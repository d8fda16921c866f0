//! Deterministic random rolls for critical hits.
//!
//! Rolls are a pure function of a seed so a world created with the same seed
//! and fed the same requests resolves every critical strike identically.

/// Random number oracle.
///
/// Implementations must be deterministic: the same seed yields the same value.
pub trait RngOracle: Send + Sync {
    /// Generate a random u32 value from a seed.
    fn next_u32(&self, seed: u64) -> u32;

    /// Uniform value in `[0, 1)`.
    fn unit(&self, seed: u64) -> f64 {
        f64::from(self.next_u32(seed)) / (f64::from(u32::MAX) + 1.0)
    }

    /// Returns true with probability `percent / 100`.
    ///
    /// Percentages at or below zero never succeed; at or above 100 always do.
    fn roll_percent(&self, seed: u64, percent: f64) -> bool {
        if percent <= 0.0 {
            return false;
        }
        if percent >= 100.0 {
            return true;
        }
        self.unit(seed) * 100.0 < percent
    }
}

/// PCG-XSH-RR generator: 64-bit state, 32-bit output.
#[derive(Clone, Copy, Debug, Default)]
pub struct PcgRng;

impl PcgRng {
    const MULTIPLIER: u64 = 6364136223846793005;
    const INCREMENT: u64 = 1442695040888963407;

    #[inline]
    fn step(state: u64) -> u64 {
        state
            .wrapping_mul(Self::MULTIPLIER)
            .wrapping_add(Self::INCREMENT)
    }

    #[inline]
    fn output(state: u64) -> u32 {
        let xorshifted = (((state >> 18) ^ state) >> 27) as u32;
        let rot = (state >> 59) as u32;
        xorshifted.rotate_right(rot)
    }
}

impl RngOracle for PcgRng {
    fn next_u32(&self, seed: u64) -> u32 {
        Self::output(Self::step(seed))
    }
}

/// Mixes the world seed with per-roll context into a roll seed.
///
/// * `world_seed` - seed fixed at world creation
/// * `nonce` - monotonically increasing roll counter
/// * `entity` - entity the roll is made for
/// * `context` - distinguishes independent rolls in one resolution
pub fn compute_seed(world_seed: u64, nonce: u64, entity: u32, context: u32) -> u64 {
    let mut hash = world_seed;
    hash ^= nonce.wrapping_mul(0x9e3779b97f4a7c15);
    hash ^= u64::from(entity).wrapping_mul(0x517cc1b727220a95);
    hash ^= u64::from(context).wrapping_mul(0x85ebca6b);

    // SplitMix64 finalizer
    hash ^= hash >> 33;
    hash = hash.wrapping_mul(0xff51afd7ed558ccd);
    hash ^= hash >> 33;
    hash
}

——————

Exactly as written, give again every line from the one containing "xorshifted.rotate_right(rot)" through the last line of the material above, and no other lines.

Output
        xorshifted.rotate_right(rot)
    }
}

impl RngOracle for PcgRng {
    fn next_u32(&self, seed: u64) -> u32 {
        Self::output(Self::step(seed))
    }
}

/// Mixes the world seed with per-roll context into a roll seed.
///
/// * `world_seed` - seed fixed at world creation
/// * `nonce` - monotonically increasing roll counter
/// * `entity` - entity the roll is made for
/// * `context` - distinguishes independent rolls in one resolution
pub fn compute_seed(world_seed: u64, nonce: u64, entity: u32, context: u32) -> u64 {
    let mut hash = world_seed;
    hash ^= nonce.wrapping_mul(0x9e3779b97f4a7c15);
    hash ^= u64::from(entity).wrapping_mul(0x517cc1b727220a95);
    hash ^= u64::from(context).wrapping_mul(0x85ebca6b);

    // SplitMix64 finalizer
    hash ^= hash >> 33;
    hash = hash.wrapping_mul(0xff51afd7ed558ccd);
    hash ^= hash >> 33;
    hash
}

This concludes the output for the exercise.